◆ **Directions for this task**
In the entries, find all lines that hold the word "Dropped" and copy them.

Information provided START

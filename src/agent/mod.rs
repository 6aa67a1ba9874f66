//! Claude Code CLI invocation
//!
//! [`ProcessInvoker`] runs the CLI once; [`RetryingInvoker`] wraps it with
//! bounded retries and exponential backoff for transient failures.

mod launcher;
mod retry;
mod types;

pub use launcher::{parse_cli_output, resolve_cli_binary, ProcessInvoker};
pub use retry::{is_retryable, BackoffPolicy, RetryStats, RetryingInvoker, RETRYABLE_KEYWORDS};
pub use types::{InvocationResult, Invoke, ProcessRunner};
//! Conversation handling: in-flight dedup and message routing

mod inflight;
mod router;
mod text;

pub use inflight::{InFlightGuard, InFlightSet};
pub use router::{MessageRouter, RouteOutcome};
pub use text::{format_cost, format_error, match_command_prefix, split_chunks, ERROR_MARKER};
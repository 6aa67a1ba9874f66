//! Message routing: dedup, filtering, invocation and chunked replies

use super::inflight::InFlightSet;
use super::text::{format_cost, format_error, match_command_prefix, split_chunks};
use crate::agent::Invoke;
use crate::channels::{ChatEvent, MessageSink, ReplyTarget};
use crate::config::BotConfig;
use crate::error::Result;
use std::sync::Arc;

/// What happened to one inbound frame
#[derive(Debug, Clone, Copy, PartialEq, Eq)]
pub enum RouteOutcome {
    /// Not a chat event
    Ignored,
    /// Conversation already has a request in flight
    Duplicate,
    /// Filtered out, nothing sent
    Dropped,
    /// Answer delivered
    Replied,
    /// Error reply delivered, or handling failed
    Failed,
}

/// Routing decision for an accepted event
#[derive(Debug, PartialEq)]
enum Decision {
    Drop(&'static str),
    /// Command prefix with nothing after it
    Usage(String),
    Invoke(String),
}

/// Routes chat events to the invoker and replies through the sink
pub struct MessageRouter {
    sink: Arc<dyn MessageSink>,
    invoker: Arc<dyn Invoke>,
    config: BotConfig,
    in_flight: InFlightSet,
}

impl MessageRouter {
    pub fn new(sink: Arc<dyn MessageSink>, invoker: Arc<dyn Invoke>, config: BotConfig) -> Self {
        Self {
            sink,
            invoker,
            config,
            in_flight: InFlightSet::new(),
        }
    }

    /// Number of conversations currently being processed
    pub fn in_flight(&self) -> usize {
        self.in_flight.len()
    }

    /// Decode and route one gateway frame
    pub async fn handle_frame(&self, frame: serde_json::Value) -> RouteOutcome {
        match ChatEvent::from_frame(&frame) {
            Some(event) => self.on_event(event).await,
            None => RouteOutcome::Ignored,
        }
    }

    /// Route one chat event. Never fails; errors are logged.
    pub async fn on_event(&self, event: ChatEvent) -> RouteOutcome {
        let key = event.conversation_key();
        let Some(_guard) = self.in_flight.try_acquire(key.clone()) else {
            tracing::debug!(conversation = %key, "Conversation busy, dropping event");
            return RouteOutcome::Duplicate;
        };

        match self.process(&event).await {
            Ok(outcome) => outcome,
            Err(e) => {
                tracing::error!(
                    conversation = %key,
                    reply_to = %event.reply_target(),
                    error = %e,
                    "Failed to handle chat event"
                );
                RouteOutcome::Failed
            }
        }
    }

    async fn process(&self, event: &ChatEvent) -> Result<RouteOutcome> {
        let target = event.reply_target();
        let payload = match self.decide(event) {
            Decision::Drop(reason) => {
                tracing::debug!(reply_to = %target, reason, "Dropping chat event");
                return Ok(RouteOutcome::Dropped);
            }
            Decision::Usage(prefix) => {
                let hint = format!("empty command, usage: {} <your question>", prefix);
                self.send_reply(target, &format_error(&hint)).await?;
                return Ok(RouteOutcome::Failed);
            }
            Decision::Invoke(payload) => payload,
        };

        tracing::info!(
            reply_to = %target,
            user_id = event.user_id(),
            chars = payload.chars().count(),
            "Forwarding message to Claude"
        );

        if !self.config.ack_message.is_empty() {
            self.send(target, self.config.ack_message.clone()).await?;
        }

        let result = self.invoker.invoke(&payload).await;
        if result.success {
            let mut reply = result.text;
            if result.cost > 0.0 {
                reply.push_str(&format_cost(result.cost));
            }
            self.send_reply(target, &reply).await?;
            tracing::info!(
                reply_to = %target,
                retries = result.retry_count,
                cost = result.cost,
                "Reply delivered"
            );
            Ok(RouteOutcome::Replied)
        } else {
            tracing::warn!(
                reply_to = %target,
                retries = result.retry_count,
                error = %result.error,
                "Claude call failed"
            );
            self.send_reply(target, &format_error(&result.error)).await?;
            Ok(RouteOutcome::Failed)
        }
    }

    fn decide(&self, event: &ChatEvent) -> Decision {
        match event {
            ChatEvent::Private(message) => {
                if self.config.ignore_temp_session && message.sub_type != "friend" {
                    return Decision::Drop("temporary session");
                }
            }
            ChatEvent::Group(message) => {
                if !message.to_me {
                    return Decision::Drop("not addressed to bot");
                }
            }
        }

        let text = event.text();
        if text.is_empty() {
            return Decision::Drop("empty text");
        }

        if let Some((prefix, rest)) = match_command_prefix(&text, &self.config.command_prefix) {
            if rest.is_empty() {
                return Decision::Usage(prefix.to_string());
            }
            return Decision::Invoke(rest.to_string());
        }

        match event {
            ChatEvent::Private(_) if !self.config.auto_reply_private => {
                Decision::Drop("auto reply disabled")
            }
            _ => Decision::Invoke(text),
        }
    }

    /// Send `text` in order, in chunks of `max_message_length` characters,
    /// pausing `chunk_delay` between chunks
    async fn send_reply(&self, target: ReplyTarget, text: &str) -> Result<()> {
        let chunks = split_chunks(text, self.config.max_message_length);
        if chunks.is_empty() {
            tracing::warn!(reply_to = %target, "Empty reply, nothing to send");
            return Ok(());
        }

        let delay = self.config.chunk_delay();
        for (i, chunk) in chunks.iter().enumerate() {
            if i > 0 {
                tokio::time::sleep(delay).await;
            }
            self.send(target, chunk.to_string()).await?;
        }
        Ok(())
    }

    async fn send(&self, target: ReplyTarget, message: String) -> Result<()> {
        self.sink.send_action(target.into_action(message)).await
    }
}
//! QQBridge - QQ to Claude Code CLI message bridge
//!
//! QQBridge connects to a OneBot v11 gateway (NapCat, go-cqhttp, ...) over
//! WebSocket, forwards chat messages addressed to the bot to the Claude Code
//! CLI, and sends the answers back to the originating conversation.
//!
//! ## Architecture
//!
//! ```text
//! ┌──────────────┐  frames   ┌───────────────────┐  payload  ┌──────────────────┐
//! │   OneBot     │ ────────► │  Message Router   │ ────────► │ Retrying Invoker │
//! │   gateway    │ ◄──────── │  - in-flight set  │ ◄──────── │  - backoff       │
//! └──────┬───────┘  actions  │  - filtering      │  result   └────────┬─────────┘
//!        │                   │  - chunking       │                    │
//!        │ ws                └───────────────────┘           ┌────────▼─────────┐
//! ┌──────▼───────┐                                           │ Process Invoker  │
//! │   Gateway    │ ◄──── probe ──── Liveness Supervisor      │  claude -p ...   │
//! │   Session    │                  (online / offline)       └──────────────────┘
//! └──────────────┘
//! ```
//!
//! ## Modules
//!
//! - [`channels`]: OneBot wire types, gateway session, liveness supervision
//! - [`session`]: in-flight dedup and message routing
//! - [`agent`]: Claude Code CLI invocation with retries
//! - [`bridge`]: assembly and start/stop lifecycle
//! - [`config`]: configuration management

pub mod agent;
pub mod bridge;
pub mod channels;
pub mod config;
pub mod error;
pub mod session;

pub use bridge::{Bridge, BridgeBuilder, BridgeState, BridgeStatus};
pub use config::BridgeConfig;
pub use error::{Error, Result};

Information provided END

◆ **Answer area**
    Dropped,
                return Ok(RouteOutcome::Dropped);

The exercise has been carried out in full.